→ WORK ORDER: Check each line of the material below for "const" and copy those where it appears.
Segment Open
use reqwest::Client;
use std::time::Duration;

/// Generation calls can run long; searches should fail fast.
const GENERATION_TIMEOUT_SECS: u64 = 120;
const SEARCH_TIMEOUT_SECS: u64 = 30;

pub fn generation_client() -> Client {
    build_client(GENERATION_TIMEOUT_SECS)
}

pub fn search_client() -> Client {
    build_client(SEARCH_TIMEOUT_SECS)
}

fn build_client(timeout_secs: u64) -> Client {
    Client::builder()
        .timeout(Duration::from_secs(timeout_secs))
        .connect_timeout(Duration::from_secs(10))
        .pool_max_idle_per_host(10)
        .pool_idle_timeout(Duration::from_secs(90))
        .tcp_keepalive(Duration::from_secs(60))
        .build()
        .unwrap_or_else(|_| Client::new())
}
const PROFANITY_WORDS: &[&str] = &[
    "fuck", "fucking", "fucked", "fucker", "fck",
    "shit", "shitty", "bullshit",
    // "ass" itself is omitted: too many false positives (class, glass, pass).
    "asshole", "arse",
    "bitch", "bitchy",
    "bastard",
    "dickhead",
    "piss", "pissed off",
    "whore", "slut",
    "cunt",
    "racist", "racism",
    "sexist", "sexism",
    "homophobic", "homophobia",
    "nazi", "fascist",
    "murder", "terrorist", "terrorism",
    "gun violence",
    "self-harm",
];

/// Legitimate words that contain profanity substrings. These are removed
/// from the text before any matching so the leetspeak patterns cannot fire
/// on them.
const SAFE_WORDS: &[&str] = &[
    "class", "classes", "classic", "classical", "classify", "classification",
    "glass", "glasses", "glassware", "fiberglass",
    "grass", "grassy", "grassland",
    "pass", "passed", "passing", "passage", "passenger", "passport",
    "mass", "massive", "massage",
    "bass", "bassist",
    "brass", "brassy",
    "assess", "assessment", "assessor",
    "assist", "assistant", "assistance",
    "associate", "associated", "association",
    "assume", "assumed", "assumption",
    "assure", "assured", "assurance",
    "asset", "assets",
    "assign", "assigned", "assignment",
    "assemble", "assembled", "assembly",
    "assert", "assertion", "assertive",
    "assassin", "assassinate", "assassination", "assassinated",
    "cassette", "casserole",
    "embassy", "embarrass", "embarrassed", "embarrassing",
    "harass", "harassment",
    "compass", "compassion", "compassionate",
    "trespass", "trespassing",
    "surpass", "surpassed",
    "bypass", "bypassed",
    "overpass", "underpass",
    "sassafras", "sassy",
    "hello", "shell", "shells", "shellfish", "seashell",
    "dwell", "dwelling", "farewell",
    "michelle", "rochelle", "campbell",
    "hellenistic", "hellenic",
    "amsterdam", "goddamn",
    "dickens", "predict", "prediction", "verdict",
    "peacock", "hancock", "cockpit", "cocktail",
    "mississippi",
    "scrap", "scrape", "scraps",
];

const INAPPROPRIATE_TERMS: &[&str] = &[
    "pornography", "porn", "xxx",
    "nude", "nudity", "naked",
    "sexually explicit", "erotic",
    "gore", "gory", "gruesome",
    "torture", "torturing",
    "cocaine", "heroin", "meth",
    "fraud", "scam", "phishing",
    "hacking", "malware",
    "hate speech", "hateful",
    "derogatory",
];

/// Stricter list applied to image generation prompts.
const IMAGE_TERMS: &[&str] = &[
    "nude", "naked", "explicit",
    "gore", "gory", "bloody",
    "violent", "violence",
    "weapon", "gun", "knife",
    "drug", "drugs",
    "offensive", "inappropriate",
    "adult", "xxx", "porn",
    "disturbing", "graphic",
];

/// Raw-substring terms that force high severity regardless of match count.
const HIGH_SEVERITY_TERMS: &[&str] = &["porn", "nude", "gore", "terrorist", "suicide", "self-harm"];

const LEETSPEAK_PATTERNS: &[(&str, &str)] = &[
    (r"f[u*@0]ck", "fuck"),
    (r"sh[i*1]t", "shit"),
    (r"b[i*1]tch", "bitch"),
    (r"a[s$]s", "ass"),
    (r"d[i*1]ck", "dick"),
    (r"c[u*]nt", "cunt"),
];

pub const BLOCKED_RESPONSE: &str = "I cannot help create content with profanity, offensive \
     language, or inappropriate material. Please rephrase your request using professional and \
     appropriate language.";

pub const BLOCKED_IMAGE_RESPONSE: &str = "I cannot generate images containing inappropriate, \
     offensive, violent, or explicit content. Please describe a professional and appropriate \
     image for your real estate needs.";

static PROFANITY_RE: LazyLock<Regex> = LazyLock::new(|| word_union(PROFANITY_WORDS));
static SAFE_WORD_RE: LazyLock<Regex> = LazyLock::new(|| word_union(SAFE_WORDS));
static INAPPROPRIATE_RE: LazyLock<Regex> = LazyLock::new(|| word_union(INAPPROPRIATE_TERMS));
static IMAGE_RE: LazyLock<Regex> = LazyLock::new(|| word_union(IMAGE_TERMS));
static LEETSPEAK_RES: LazyLock<Vec<(Regex, &'static str)>> = LazyLock::new(|| {
    LEETSPEAK_PATTERNS
        .iter()
        .map(|(pattern, word)| (Regex::new(&format!("(?i){pattern}")).unwrap(), *word))
        .collect()
});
Segment Closed
→ EXERCISE RESPONSE:
const GENERATION_TIMEOUT_SECS: u64 = 120;
const SEARCH_TIMEOUT_SECS: u64 = 30;
const PROFANITY_WORDS: &[&str] = &[
const SAFE_WORDS: &[&str] = &[
const INAPPROPRIATE_TERMS: &[&str] = &[
const IMAGE_TERMS: &[&str] = &[
const HIGH_SEVERITY_TERMS: &[&str] = &["porn", "nude", "gore", "terrorist", "suicide", "self-harm"];
const LEETSPEAK_PATTERNS: &[(&str, &str)] = &[
pub const BLOCKED_RESPONSE: &str = "I cannot help create content with profanity, offensive \
pub const BLOCKED_IMAGE_RESPONSE: &str = "I cannot generate images containing inappropriate, \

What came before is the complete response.